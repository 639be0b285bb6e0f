//! Time source for submission timestamps.

use chrono::{DateTime, Utc};

/// Abstraction over system time so submission timestamps are testable.
pub trait Clock: Send + Sync {
    /// Returns the current time.
    fn now(&self) -> DateTime<Utc>;
}

/// Wall-clock time, used by the server binary.
#[derive(Debug, Clone, Copy)]
pub struct SystemClock;

impl Clock for SystemClock {
    fn now(&self) -> DateTime<Utc> {
        Utc::now()
    }
}
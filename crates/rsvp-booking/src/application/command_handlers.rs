//! Command handlers for the booking context.
//!
//! `handle_submit_rsvp` orchestrates a submission: validate, check capacity,
//! assign a number, append the row, then send the confirmation email.

use std::sync::Arc;

use rsvp_core::clock::Clock;
use rsvp_core::command::Command;
use rsvp_core::error::DomainError;
use rsvp_core::mailer::{EmailMessage, Mailer};
use rsvp_core::store::SheetStore;
use tracing::{info, warn};

use crate::application::query_handlers;
use crate::application::settings::{BookingSettings, EmailDelivery};
use crate::domain::commands::SubmitRsvp;
use crate::domain::confirmation_email::confirmation_email;
use crate::domain::record::{ConfirmationNumber, RsvpRecord};

/// Reported when the requested slot has no room left.
pub const SLOT_FULL_MESSAGE: &str = "This time slot is full";

/// What happened to the confirmation email.
#[derive(Debug, Clone, Copy, PartialEq, Eq)]
pub enum EmailOutcome {
    /// The guest did not supply an address.
    NotRequested,
    /// No mail provider is configured.
    NotConfigured,
    /// The provider accepted the message.
    Sent,
    /// The provider rejected the message; the RSVP still stands.
    Failed,
    /// Handed to a background task.
    Queued,
}

/// Result of an accepted submission.
#[derive(Debug)]
pub struct SubmissionResult {
    /// The record appended to the table.
    pub record: RsvpRecord,
    /// Confirmation email outcome.
    pub email: EmailOutcome,
}

impl SubmissionResult {
    /// The guest-facing confirmation number.
    #[must_use]
    pub fn confirmation_number(&self) -> ConfirmationNumber {
        self.record.confirmation_number()
    }
}

async fn deliver(mailer: &dyn Mailer, message: &EmailMessage) -> EmailOutcome {
    match mailer.send(message).await {
        Ok(()) => {
            info!(to = %message.to, "confirmation email sent");
            EmailOutcome::Sent
        }
        Err(e) => {
            warn!(to = %message.to, error = %e, "confirmation email failed");
            EmailOutcome::Failed
        }
    }
}

/// Handles the `SubmitRsvp` command.
///
/// Steps 2 to 4 (count, number, append) run inside the settings' submission
/// gate when the consistency mode is `Serialized`.
///
/// # Errors
///
/// Returns `DomainError::Validation` for bad input, `DomainError::SlotFull`
/// when the slot is at capacity, and `DomainError::Infrastructure` if the
/// append fails. Email failures are never returned.
pub async fn handle_submit_rsvp(
    command: &SubmitRsvp,
    settings: &BookingSettings,
    clock: &dyn Clock,
    store: &dyn SheetStore,
    mailer: Arc<dyn Mailer>,
) -> Result<SubmissionResult, DomainError> {
    let rsvp = command.validate(&settings.catalog)?;
    let slot = rsvp.timeslot;

    let record = {
        let _gate = settings.enter_submission().await;

        let counts =
            query_handlers::get_slot_counts(store, &settings.layout, &settings.catalog).await;
        if counts.count(&slot.label) >= slot.capacity {
            info!(
                correlation_id = %command.correlation_id,
                timeslot = %slot.label,
                capacity = slot.capacity,
                "rejecting rsvp: slot full"
            );
            return Err(DomainError::SlotFull(SLOT_FULL_MESSAGE.into()));
        }

        let sequence_number = query_handlers::next_sequence_number(store, &settings.layout).await;
        let record = RsvpRecord {
            sequence_number,
            name: rsvp.name,
            timeslot: slot.label.clone(),
            submitted_at: clock.now(),
            email: rsvp.email,
        };

        store
            .append_rows(&settings.layout.records_range(), vec![record.to_row()])
            .await?;
        record
    };

    info!(
        command_type = command.command_type(),
        correlation_id = %command.correlation_id(),
        number = %record.confirmation_number(),
        timeslot = %record.timeslot,
        "rsvp recorded"
    );

    let email = match record.email.as_deref() {
        None => EmailOutcome::NotRequested,
        Some(_) if !mailer.is_configured() => EmailOutcome::NotConfigured,
        Some(to) => {
            let message = confirmation_email(
                to,
                record.confirmation_number(),
                &record.name,
                &record.timeslot,
                &settings.event,
            );
            match settings.email_delivery {
                EmailDelivery::Inline => deliver(mailer.as_ref(), &message).await,
                EmailDelivery::Background => {
                    tokio::spawn(async move {
                        deliver(mailer.as_ref(), &message).await;
                    });
                    EmailOutcome::Queued
                }
            }
        }
    };

    Ok(SubmissionResult { record, email })
}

------------------------------

Try it —
An identical copy of the entries above is the expected result.

Result —
repository 639be0b285bb6e0f
//! Time source for submission timestamps.

use chrono::{DateTime, Utc};

/// Abstraction over system time so submission timestamps are testable.
pub trait Clock: Send + Sync {
    /// Returns the current time.
    fn now(&self) -> DateTime<Utc>;
}

/// Wall-clock time, used by the server binary.
#[derive(Debug, Clone, Copy)]
pub struct SystemClock;

impl Clock for SystemClock {
    fn now(&self) -> DateTime<Utc> {
        Utc::now()
    }
}
filename crates/rsvp-booking/src/application/command_handlers.rs
//! Command handlers for the booking context.
//!
//! `handle_submit_rsvp` orchestrates a submission: validate, check capacity,
//! assign a number, append the row, then send the confirmation email.

use std::sync::Arc;

use rsvp_core::clock::Clock;
use rsvp_core::command::Command;
use rsvp_core::error::DomainError;
use rsvp_core::mailer::{EmailMessage, Mailer};
use rsvp_core::store::SheetStore;
use tracing::{info, warn};

use crate::application::query_handlers;
use crate::application::settings::{BookingSettings, EmailDelivery};
use crate::domain::commands::SubmitRsvp;
use crate::domain::confirmation_email::confirmation_email;
use crate::domain::record::{ConfirmationNumber, RsvpRecord};

/// Reported when the requested slot has no room left.
pub const SLOT_FULL_MESSAGE: &str = "This time slot is full";

/// What happened to the confirmation email.
#[derive(Debug, Clone, Copy, PartialEq, Eq)]
pub enum EmailOutcome {
    /// The guest did not supply an address.
    NotRequested,
    /// No mail provider is configured.
    NotConfigured,
    /// The provider accepted the message.
    Sent,
    /// The provider rejected the message; the RSVP still stands.
    Failed,
    /// Handed to a background task.
    Queued,
}

/// Result of an accepted submission.
#[derive(Debug)]
pub struct SubmissionResult {
    /// The record appended to the table.
    pub record: RsvpRecord,
    /// Confirmation email outcome.
    pub email: EmailOutcome,
}

impl SubmissionResult {
    /// The guest-facing confirmation number.
    #[must_use]
    pub fn confirmation_number(&self) -> ConfirmationNumber {
        self.record.confirmation_number()
    }
}

async fn deliver(mailer: &dyn Mailer, message: &EmailMessage) -> EmailOutcome {
    match mailer.send(message).await {
        Ok(()) => {
            info!(to = %message.to, "confirmation email sent");
            EmailOutcome::Sent
        }
        Err(e) => {
            warn!(to = %message.to, error = %e, "confirmation email failed");
            EmailOutcome::Failed
        }
    }
}

/// Handles the `SubmitRsvp` command.
///
/// Steps 2 to 4 (count, number, append) run inside the settings' submission
/// gate when the consistency mode is `Serialized`.
///
/// # Errors
///
/// Returns `DomainError::Validation` for bad input, `DomainError::SlotFull`
/// when the slot is at capacity, and `DomainError::Infrastructure` if the
/// append fails. Email failures are never returned.
pub async fn handle_submit_rsvp(
    command: &SubmitRsvp,
    settings: &BookingSettings,
    clock: &dyn Clock,
    store: &dyn SheetStore,
    mailer: Arc<dyn Mailer>,
) -> Result<SubmissionResult, DomainError> {
    let rsvp = command.validate(&settings.catalog)?;
    let slot = rsvp.timeslot;

    let record = {
        let _gate = settings.enter_submission().await;

        let counts =
            query_handlers::get_slot_counts(store, &settings.layout, &settings.catalog).await;
        if counts.count(&slot.label) >= slot.capacity {
            info!(
                correlation_id = %command.correlation_id,
                timeslot = %slot.label,
                capacity = slot.capacity,
                "rejecting rsvp: slot full"
            );
            return Err(DomainError::SlotFull(SLOT_FULL_MESSAGE.into()));
        }

        let sequence_number = query_handlers::next_sequence_number(store, &settings.layout).await;
        let record = RsvpRecord {
            sequence_number,
            name: rsvp.name,
            timeslot: slot.label.clone(),
            submitted_at: clock.now(),
            email: rsvp.email,
        };

        store
            .append_rows(&settings.layout.records_range(), vec![record.to_row()])
            .await?;
        record
    };

    info!(
        command_type = command.command_type(),
        correlation_id = %command.correlation_id(),
        number = %record.confirmation_number(),
        timeslot = %record.timeslot,
        "rsvp recorded"
    );

    let email = match record.email.as_deref() {
        None => EmailOutcome::NotRequested,
        Some(_) if !mailer.is_configured() => EmailOutcome::NotConfigured,
        Some(to) => {
            let message = confirmation_email(
                to,
                record.confirmation_number(),
                &record.name,
                &record.timeslot,
                &settings.event,
            );
            match settings.email_delivery {
                EmailDelivery::Inline => deliver(mailer.as_ref(), &message).await,
                EmailDelivery::Background => {
                    tokio::spawn(async move {
                        deliver(mailer.as_ref(), &message).await;
                    });
                    EmailOutcome::Queued
                }
            }
        }
    };

    Ok(SubmissionResult { record, email })
}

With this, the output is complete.